News, Woodland

Martin Wolf

Second day back from Australia, Jo casually mentions, a friend of yours is very ill, you know the organic farming man in Metfield. Martin Wolf. Blast, oh why did i not find time to see him before I left? Regret is huge. He kept being put off my imperative list, because he was something I wanted to do and did not have to. All too late. With fresh back from travelling impetus, I made the difficult call to Wakelyns.
‘David here’, the voice of Ann’s son said on the other end. He gave me the bare bones, and made it clear no visitors except family now. ‘Thank you for calling, we will be in touch’, was also polite and clear.

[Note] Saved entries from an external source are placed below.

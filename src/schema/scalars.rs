/// Custom GraphQL scalar types
///
/// `Cursor` is the opaque pagination handle; `Date` and `Datetime` carry
/// temporal columns as ISO 8601 strings.

use async_graphql::dynamic::Scalar;
use async_graphql::Value;
use chrono::{DateTime as ChronoDateTime, NaiveDate};

/// Register custom scalars in the schema builder
pub fn register_custom_scalars() -> Vec<Scalar> {
    vec![cursor_scalar(), date_scalar(), datetime_scalar()]
}

/// Opaque pagination cursor
fn cursor_scalar() -> Scalar {
    Scalar::new("Cursor")
        .description("A location in a connection that can be used for resuming pagination.")
}

/// ISO 8601 date scalar (YYYY-MM-DD)
fn date_scalar() -> Scalar {
    Scalar::new("Date")
        .description("ISO 8601 date format (YYYY-MM-DD)")
        .validator(|value| {
            if let Value::String(s) = value {
                NaiveDate::parse_from_str(s.as_str(), "%Y-%m-%d").is_ok()
            } else {
                false
            }
        })
}

/// ISO 8601 datetime scalar
fn datetime_scalar() -> Scalar {
    Scalar::new("Datetime")
        .description("ISO 8601 datetime format")
        .validator(|value| {
            if let Value::String(s) = value {
                ChronoDateTime::parse_from_rfc3339(s.as_str()).is_ok()
                    || chrono::NaiveDateTime::parse_from_str(s.as_str(), "%Y-%m-%dT%H:%M:%S%.f")
                        .is_ok()
            } else {
                false
            }
        })
}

It took 2 days but I wrote this letter. Not for the first time I am grateful for my blogs, this time of apple days, all those apple days from Metfield Stores in which Martin welcomed us stranger to his land of apple orchard and Alleys, and revolutoin:  he slowed us that there was another way, and diversity was at it’s root.  As I said in the letter, he is a corner piece of the jigsaw of my buying the wood.

Rachel Kellett
East Lodge, Beccles Road, Holton, Suffolk, IP19 8NQ
e: /
t: 0792 00 55 888

February 2019
Dear Martin Diversity Wolf

Here I am, sitting in my wood cabin, door open, bird song reaching in, outside trees still naked but about to burst out, and here I am tying to get my mind around you not being around forever, and perhaps not long. I know it’s irrational, we are all mortal and you are a fine age you have lived and continue to live a rich and DIVERSE life, fulfilling, creative and inspiring.

Indeed you are one of the corner jig saw puzzle pieces that influenced my life to buy this woodland 5 years ago, so here I am.

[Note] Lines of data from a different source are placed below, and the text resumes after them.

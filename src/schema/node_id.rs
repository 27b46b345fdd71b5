//! Relay-style global object identifiers
//!
//! A `nodeId` is the base64 of a compact JSON array: `["items", 1]` for a row
//! (collection tag plus primary key), `["query"]` for the root query type.
//! Opaque to clients; only round-tripping is promised.

use async_graphql::Value;
use base64::engine::general_purpose::STANDARD as BASE64;
use base64::Engine;

/// Tag used for the root query type's own `nodeId`
pub const QUERY_TAG: &str = "query";

#[derive(Debug, Clone, PartialEq)]
pub enum NodeId {
    /// The root query type
    Query,
    /// A row: collection tag (pluralized camelCase table name) plus primary key
    Row { collection: String, pk: Value },
}

/// Encode a row identifier
pub fn encode_row(collection: &str, pk: &Value) -> String {
    let pk_json = match pk {
        Value::Number(n) => serde_json::Value::Number(n.clone()),
        Value::String(s) => serde_json::Value::String(s.clone()),
        other => serde_json::Value::String(other.to_string()),
    };
    let payload = serde_json::Value::Array(vec![
        serde_json::Value::String(collection.to_string()),
        pk_json,
    ]);
    BASE64.encode(payload.to_string())
}

/// Encode the root query identifier
pub fn encode_query() -> String {
    BASE64.encode(format!("[\"{}\"]", QUERY_TAG))
}

/// Decode a `nodeId`; `None` when the payload is not one of ours
pub fn decode(node_id: &str) -> Option<NodeId> {
    let bytes = BASE64.decode(node_id).ok()?;
    let json: serde_json::Value = serde_json::from_slice(&bytes).ok()?;
    let parts = json.as_array()?;

    match parts.as_slice() {
        [serde_json::Value::String(tag)] if tag == QUERY_TAG => Some(NodeId::Query),
        [serde_json::Value::String(collection), pk] => {
            let pk = match pk {
                serde_json::Value::Number(n) => Value::Number(n.clone()),
                serde_json::Value::String(s) => Value::String(s.clone()),
                _ => return None,
            };
            Some(NodeId::Row {
                collection: collection.clone(),
                pk,
            })
        }
        _ => None,
    }
}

I first met you in Metfield, most memorably that dark winter evening when we, a group of local people who felt passionately about the future of the village shop, (Caroline Biggins, James Weeden, Gill and Peter Wells) collected around your table at Wakelyns to discuss the possibility of my buying the village shop at auction. I’d just sold Half Moon, deliberately raising the anchor on England to set sail and perhaps settle in India. Could I, instead, buy the shop for the village? The auction would be in a months time.
‘But I am leaving for India in 2 weeks’, I said
‘You don’t need to be here’, said Ann.
In that moment I felt superfluous, except as a cog in a greater wheel. and that’s how it was from that moment on.
You and Ann were the inspiring cornerstones that gave gravity, experience and above all vision to this new direction and enterprise.

Remember those years of Apple Days? When poets, friends, strangers, locals, Londoners walked across clay fields though hazel groves into the apple orchard you’d planted in 1994, (I think even before you’d settled here). There we all saw there was a different way – different to the chemical, industrial, mono culture of traditional farming, and that way was Alleys and Diversity as we meandered down North South axis greenhouse warm fields with you asking ‘Shall I talk for 30 minutes, 4 hours or a week? All of us were nourished as much by your vision as the Egremont Russett and each of us walked away forward into our lives, and in many diverse ways spread this seed. As you once said, the doing of this Agroforestry farm had far more to influence than hundreds of scientific papers. Yes, even the Archers eventually caught you up, to which you commented: ‘what with that and the wheat population progress, I’m almost starting to feel mainstream…. which won’t do at all!’

This wood in which I sit is one such seed. It both engulfs and nurtures me, I learn much from it, and in these divisive Brexit days, find harmony and happiness here. Forest School, begun in September last year, flourishes and all that you taught me on Apple days, or walking the dogs around the land, comes through me to these kids. Your easy humour along with your serious rigour, both informed by your vision, kept the long view. Diversity is your middle name.

I wish you well, and send you love, and thank you.